Sectra Shower, watercolor on paper, 18" x 24”, 2014

The Milkets, watercolor on paper, 26" x 32”, 2015

The Planets, watercolor on paper,  17.25" x 23.5”, 2009

A Border Between Unicorns, watercolor on paper, 19" x 25.5”, 1996

Deveron Richard maintains a creative practice at one of many ECF art centers in the LA area (previously discussed by Disparate Minds in terms of their relationship to DAC Gallery). His inaugural solo show is currently on view in LA at the Good Luck Gallery through May 21st. From the Good Luck Gallery:

“An idiosyncratic iconography of visionary space travel and anthropomorphic sexuality arrives via the South Bay of Los Angeles through the singularly fertile imagination of Deveron Richard. Winged horses in brassieres and high heels glide peacefully around the cloud-enshrouded towers of a futuristic city, polar bears in lipstick and slit dresses prance through a fluorescent arctic landscape, and provocatively-attired unicorns face off on a hallucinatory geometric color grid. These hybrid creatures of exaggerated femininity exude a quirky eroticism. Rendered in watercolor with a distinctively saturated palette, inventive draftsmanship and hypnotic backdrops of complex rhythmic patterning. Other works depict interplanetary battles with rockets hurtling through galaxies and deadly beams shooting into space.”

NEW VOICES

Throughout 2015, Disparate Minds writers Tim Ortiz and Andreana Donahue worked directly with The Canvas, a progressive art studio in Juneau, Alaska as Artists-In-Residence, guest facilitators, and curators of the group exhibition NEW VOICES.  

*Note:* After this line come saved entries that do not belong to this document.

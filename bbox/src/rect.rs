use super::HW;
use crate::common::*;

/// The generic rectangle.
pub trait Rect {
    type Type;

    fn t(&self) -> Self::Type;
    fn l(&self) -> Self::Type;
    fn b(&self) -> Self::Type;
    fn r(&self) -> Self::Type;
    fn h(&self) -> Self::Type;
    fn w(&self) -> Self::Type;

    fn try_from_tlbr(tlbr: [Self::Type; 4]) -> Result<Self>
    where
        Self: Sized;
}

pub trait RectNum: Rect
where
    Self::Type: Num + PartialOrd,
{
    fn from_tlbr(tlbr: [Self::Type; 4]) -> Self
    where
        Self: Sized,
    {
        Self::try_from_tlbr(tlbr).unwrap()
    }

    fn tlbr(&self) -> [Self::Type; 4] {
        [self.t(), self.l(), self.b(), self.r()]
    }

    /// The extent of the rectangle regardless of the corner order.
    fn abs_hw(&self) -> HW<Self::Type>
    where
        Self::Type: Signed + Copy,
    {
        HW::from_hw([self.h().abs(), self.w().abs()])
    }
}

impl<T> RectNum for T
where
    T: Rect,
    T::Type: Num + PartialOrd,
{
}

Mike Godkin, Transportation: boat, plane, car, chalk pastel on vellum, 12" x 12", 2015

Jeff Larabee, Untitled, sharpie and marker on clayboard, 16" x 20", 2015

Mirov Menefee, Untitled, ceramic, dimensions variable, 2015

Mirov Menefee, Untitled, colored pencil, graphite, and micron on paper, 18" x 24", 2015

The Canvas is a relatively young studio and when we initially joined them was beginning to transition from a didactic approach to art-making to one of professional development. We were given the opportunity work directly with artists in the studio alongside facilitators to share ideas and knowledge about further developing the emerging creative culture and cultivating an environment conducive to the independent discovery of art-making - guiding artists to invent and maintain studio practices of their own devising. We focused on post hoc guidance through the introduction of criticism in one-on-one discussion and group critique, challenging artists to explore the potential investment of time and care available in each of their processes.

The result of this paradigm shift has been a wealth of inspired new ideas and creative voices. NEW VOICES represents a selection of current work in various media by this studio’s most promising and successful artists, including many that we’ve discussed in essays for Disparate Minds over the past year: the nuanced minimalism of Grace Coenraad, Luis Hernandez’s intuitive yet complex abstractions, the enigmatic text-based drawings of Jeff Larabee, and Susy Martin’s bold, layered symbolism. This exhibition establishes a dialogue between artists and artwork, accentuating similar investigations of visual language and innate tendencies - repetitive processes or subject matter choices, surface manipulation, emblematic mark-making, or heightened attention to detail.

Other highlights from the exhibition include: 

Mark Davis, Untitled, colored pencil on paper, 19" x 24", 2015

Mark Davis’ first major work on paper - a complex, pattern-based drawing in colored pencil, created using an intuitive set of rules, built methodically from bottom to top; it’s a spectacle of fluorescent color and rich detail, paradoxically both a simple, flat pattern and organic rendering of form reminiscent of a woven textile. 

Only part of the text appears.